HEALTH Secretary Sajid Javid’s decision to make Covid vaccination mandatory for NHS staff risks doing more harm than good.

It is typical of a government that has failed to treat health and care workers with respect throughout the pandemic, and of a political system that increasingly looks to authoritarian solutions to compensate for a lack of public trust.

This can be true even though socialists should absolutely support the vaccination drive, salute the tremendous achievement of NHS staff in delivering it and oppose the anti-science arguments against vaccination being promoted in some quarters. 

Despite a rise in Covid cases this autumn to figures similar to those at the height of the first and second waves, we have not seen anything like the number of deaths. 

This is a powerful demonstration of the fact that the vaccines work. The Office for National Statistics has calculated that, adjusted for age, the risk of death involving Covid-19 is 32 times higher in unvaccinated than in fully vaccinated individuals.

But forcing vaccination on workers is unlikely to help reduce Covid deaths, will do nothing to address the reasons for vaccine hesitancy and sets a dangerous precedent in giving employers the right to make decisions of an intimate nature on behalf of their employees.

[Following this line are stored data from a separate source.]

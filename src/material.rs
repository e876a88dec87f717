//! Material presets and the per-pixel property field.
//!
//! A [`MaterialPreset`] is a plain immutable record. Painting blends a preset
//! into the secondary layer's property field at the painted location only.
//! Nothing is ever switched globally, so several materials coexist side by side.
//!
//! # Property Channels
//!
//! | Channel | Meaning |
//! |---------|---------|
//! | 0 | coupling strength to the primary flow |
//! | 1 | viscosity rate |
//! | 2 | surface tension |
//! | 3 | velocity drag |
//!
//! How overlapping materials merge is decided by a [`BlendPolicy`]. The
//! default, [`ThicknessWeighted`], is a convex combination weighted by
//! existing and deposited thickness.

use std::fmt;

use glam::Vec3;
use serde::{Deserialize, Serialize};

use crate::conservation::ConservationThresholds;
use crate::field::{clamp_unit, finite_or};

/// Number of channels in the property field.
pub const PROPERTY_CHANNELS: usize = 4;

/// Upper bound on per-preset viscosity sweeps.
pub const MAX_VISCOSITY_ITERATIONS: u32 = 64;

/// Per-cell material properties read by every secondary-layer operator.
#[derive(Clone, Copy, Debug, PartialEq, Default, Serialize, Deserialize)]
pub struct MaterialProps {
    /// Fraction of primary velocity transferred per step (before thickness falloff).
    pub coupling: f32,
    /// Viscosity diffusion rate.
    pub viscosity: f32,
    /// Surface tension coefficient.
    pub tension: f32,
    /// Per-second velocity drag.
    pub drag: f32,
}

impl MaterialProps {
    /// Read from a property-field cell.
    #[inline]
    pub fn from_cell(cell: &[f32]) -> Self {
        Self {
            coupling: cell[0],
            viscosity: cell[1],
            tension: cell[2],
            drag: cell[3],
        }
    }

    /// Write into a property-field cell.
    #[inline]
    pub fn write(&self, cell: &mut [f32]) {
        cell[0] = self.coupling;
        cell[1] = self.viscosity;
        cell[2] = self.tension;
        cell[3] = self.drag;
    }

    /// Linear interpolation toward `other`.
    #[inline]
    pub fn lerp(self, other: Self, t: f32) -> Self {
        let t = clamp_unit(t);
        let mix = |a: f32, b: f32| a + (b - a) * t;
        Self {
            coupling: mix(self.coupling, other.coupling),
            viscosity: mix(self.viscosity, other.viscosity),
            tension: mix(self.tension, other.tension),
            drag: mix(self.drag, other.drag),
        }
    }
}

/// A named material: everything paint needs to deposit it.
#[derive(Clone, Debug, PartialEq, Serialize, Deserialize)]
#[serde(default)]
pub struct MaterialPreset {
    pub name: String,
    /// Coupling strength to the primary flow, `[0, 1]`.
    pub coupling: f32,
    /// Viscosity diffusion rate.
    pub viscosity: f32,
    /// Jacobi sweeps used while this material is present.
    pub viscosity_iterations: u32,
    pub surface_tension: f32,
    pub drag: f32,
    /// How strongly the film hides what is beneath it; premultiplies the deposited tint.
    pub occlusion: f32,
    pub tint: Vec3,
    /// Conservation band applied to the secondary layer after painting this preset.
    pub conservation: ConservationThresholds,
    /// How much new tint mixes into existing film, `[0, 1]`.
    pub color_mix: f32,
    /// Upward velocity kick given to the primary flow per unit paint strength.
    pub buoyancy: f32,
}

impl Default for MaterialPreset {
    fn default() -> Self {
        Self::ink()
    }
}

impl MaterialPreset {
    /// Thin, fully coupled ink.
    pub fn ink() -> Self {
        Self {
            name: "ink".into(),
            coupling: 0.9,
            viscosity: 0.05,
            viscosity_iterations: 4,
            surface_tension: 0.0,
            drag: 0.1,
            occlusion: 0.8,
            tint: Vec3::new(0.08, 0.1, 0.35),
            conservation: ConservationThresholds::secondary(),
            color_mix: 0.6,
            buoyancy: 0.0,
        }
    }

    /// Oil: beads up, loosely coupled, floats.
    pub fn oil() -> Self {
        Self {
            name: "oil".into(),
            coupling: 0.35,
            viscosity: 0.6,
            viscosity_iterations: 12,
            surface_tension: 2.0,
            drag: 0.4,
            occlusion: 0.5,
            tint: Vec3::new(0.9, 0.75, 0.2),
            conservation: ConservationThresholds {
                upper: 0.9,
                lower: 0.75,
                interval: 45,
            },
            color_mix: 0.3,
            buoyancy: 1.5,
        }
    }

    /// Honey: heavy, slow, barely follows the carrier.
    pub fn honey() -> Self {
        Self {
            name: "honey".into(),
            coupling: 0.1,
            viscosity: 4.0,
            viscosity_iterations: 30,
            surface_tension: 0.8,
            drag: 1.5,
            occlusion: 0.9,
            tint: Vec3::new(0.85, 0.5, 0.05),
            conservation: ConservationThresholds {
                upper: 0.92,
                lower: 0.8,
                interval: 60,
            },
            color_mix: 0.2,
            buoyancy: -0.5,
        }
    }

    /// Watercolor: thin wash that mixes freely.
    pub fn watercolor() -> Self {
        Self {
            name: "watercolor".into(),
            coupling: 0.7,
            viscosity: 0.2,
            viscosity_iterations: 6,
            surface_tension: 0.1,
            drag: 0.2,
            occlusion: 0.35,
            tint: Vec3::new(0.7, 0.2, 0.45),
            conservation: ConservationThresholds::secondary(),
            color_mix: 0.9,
            buoyancy: 0.0,
        }
    }

    /// Mercury: strong tension, almost no coupling.
    pub fn mercury() -> Self {
        Self {
            name: "mercury".into(),
            coupling: 0.05,
            viscosity: 0.3,
            viscosity_iterations: 8,
            surface_tension: 6.0,
            drag: 0.8,
            occlusion: 1.0,
            tint: Vec3::new(0.75, 0.78, 0.8),
            conservation: ConservationThresholds {
                upper: 0.9,
                lower: 0.78,
                interval: 60,
            },
            color_mix: 0.05,
            buoyancy: -1.0,
        }
    }

    /// Set the coupling strength.
    pub fn with_coupling(mut self, coupling: f32) -> Self {
        self.coupling = clamp_unit(coupling);
        self
    }

    /// Set viscosity rate and sweep count.
    pub fn with_viscosity(mut self, viscosity: f32, iterations: u32) -> Self {
        self.viscosity = viscosity.max(0.0);
        self.viscosity_iterations = iterations.clamp(1, MAX_VISCOSITY_ITERATIONS);
        self
    }

    /// Set the surface tension.
    pub fn with_surface_tension(mut self, tension: f32) -> Self {
        self.surface_tension = tension.max(0.0);
        self
    }

    /// Set the tint.
    pub fn with_tint(mut self, tint: Vec3) -> Self {
        self.tint = tint.clamp(Vec3::ZERO, Vec3::ONE);
        self
    }

    /// Copy with every value clamped into its valid range.
    pub fn sanitized(&self) -> Self {
        let tint = Vec3::new(clamp_unit(self.tint.x), clamp_unit(self.tint.y), clamp_unit(self.tint.z));
        Self {
            name: self.name.clone(),
            coupling: clamp_unit(self.coupling),
            viscosity: finite_or(self.viscosity, 0.0).clamp(0.0, 50.0),
            viscosity_iterations: self.viscosity_iterations.clamp(1, MAX_VISCOSITY_ITERATIONS),
            surface_tension: finite_or(self.surface_tension, 0.0).clamp(0.0, 20.0),
            drag: finite_or(self.drag, 0.0).clamp(0.0, 20.0),
            occlusion: clamp_unit(self.occlusion),
            tint,
            conservation: self.conservation.sanitized(),
            color_mix: clamp_unit(self.color_mix),
            buoyancy: finite_or(self.buoyancy, 0.0).clamp(-50.0, 50.0),
        }
    }

    /// The property vector this preset deposits.
    pub fn props(&self) -> MaterialProps {
        let clean = self.sanitized();
        MaterialProps {
            coupling: clean.coupling,
            viscosity: clean.viscosity,
            tension: clean.surface_tension,
            drag: clean.drag,
        }
    }
}

/// Law for merging deposited material properties into existing ones.
///
/// Implementations must return a convex combination of the two inputs.
pub trait BlendPolicy: Send + Sync + fmt::Debug {
    /// Merge `incoming` (deposited with `added` thickness) into `existing` (present at `thickness`).
    fn blend(&self, existing: MaterialProps, thickness: f32, incoming: MaterialProps, added: f32) -> MaterialProps;
}

/// Convex combination weighted by existing and deposited thickness.
#[derive(Clone, Copy, Debug, Default)]
pub struct ThicknessWeighted;

impl BlendPolicy for ThicknessWeighted {
    fn blend(&self, existing: MaterialProps, thickness: f32, incoming: MaterialProps, added: f32) -> MaterialProps {
        let thickness = finite_or(thickness, 0.0).max(0.0);
        let added = finite_or(added, 0.0).max(0.0);
        let total = thickness + added;
        if total <= f32::EPSILON {
            return incoming;
        }
        existing.lerp(incoming, added / total)
    }
}

/// Thickness-weighted blending where established film resists being overwritten.
///
/// `resistance = 1` matches [`ThicknessWeighted`]; larger values move toward
/// immiscible behaviour while staying a smooth convex combination.
#[derive(Clone, Copy, Debug)]
pub struct Resistant {
    pub resistance: f32,
}

impl BlendPolicy for Resistant {
    fn blend(&self, existing: MaterialProps, thickness: f32, incoming: MaterialProps, added: f32) -> MaterialProps {
        let resistance = finite_or(self.resistance, 1.0).max(0.0);
        ThicknessWeighted.blend(existing, thickness * resistance, incoming, added)
    }
}

/// Handle to a preset stored in a [`MaterialLibrary`].
#[derive(Clone, Copy, Debug, PartialEq, Eq, Hash, Serialize, Deserialize)]
pub struct MaterialId(pub u16);

/// Registry of presets addressable by [`MaterialId`].
#[derive(Clone, Debug)]
pub struct MaterialLibrary {
    presets: Vec<MaterialPreset>,
}

impl Default for MaterialLibrary {
    fn default() -> Self {
        Self::builtin()
    }
}

impl MaterialLibrary {
    /// An empty library.
    pub fn new() -> Self {
        Self { presets: Vec::new() }
    }

    /// The built-in presets: ink, oil, honey, watercolor, mercury.
    pub fn builtin() -> Self {
        let mut library = Self::new();
        for preset in [
            MaterialPreset::ink(),
            MaterialPreset::oil(),
            MaterialPreset::honey(),
            MaterialPreset::watercolor(),
            MaterialPreset::mercury(),
        ] {
            library.add(preset);
        }
        library
    }

    /// Register a preset and return its handle.
    ///
    /// Returns `None` once every [`MaterialId`] is taken.
    pub fn add(&mut self, preset: MaterialPreset) -> Option<MaterialId> {
        let Ok(index) = u16::try_from(self.presets.len()) else {
            log::warn!("material library full; dropped preset {:?}", preset.name);
            return None;
        };
        self.presets.push(preset);
        Some(MaterialId(index))
    }

    /// Look up a preset.
    pub fn get(&self, id: MaterialId) -> Option<&MaterialPreset> {
        self.presets.get(id.0 as usize)
    }

    /// Find a preset by name.
    pub fn find(&self, name: &str) -> Option<MaterialId> {
        self.presets.iter().position(|p| p.name == name).map(|i| MaterialId(i as u16))
    }

    /// Number of presets.
    pub fn len(&self) -> usize {
        self.presets.len()
    }

    /// Whether the library is empty.
    pub fn is_empty(&self) -> bool {
        self.presets.is_empty()
    }

    /// Iterate over `(id, preset)` pairs.
    pub fn iter(&self) -> impl Iterator<Item = (MaterialId, &MaterialPreset)> {
        self.presets.iter().enumerate().map(|(i, p)| (MaterialId(i as u16), p))
    }
}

Vaccine hesitancy is not a mass problem in Britain. The vast majority of eligible people have been fully vaccinated. Among NHS staff 88 per cent had been double-jabbed by September. Many of the remainder will have been infected with Covid-19, which also provides some immunity. The benefits of compulsory vaccination are therefore likely to be marginal.

Vaccine take-up is lower among certain ethnic minority groups. This can often be explained by the impact of racial oppression on people’s lives, whether through poverty and insecurity (people without fixed addresses or who frequently change address have lower vaccination rates likely linked to inaccurate NHS records on their whereabouts) or through the lower confidence the victims of racism have in British state institutions. 

There is a history of unethical medical research using black people as guinea pigs that understandably reduces trust in healthcare institutions. This trust needs to be built through engagement and serious work to root out institutional racism wherever it occurs; forced medical intervention will have the opposite effect.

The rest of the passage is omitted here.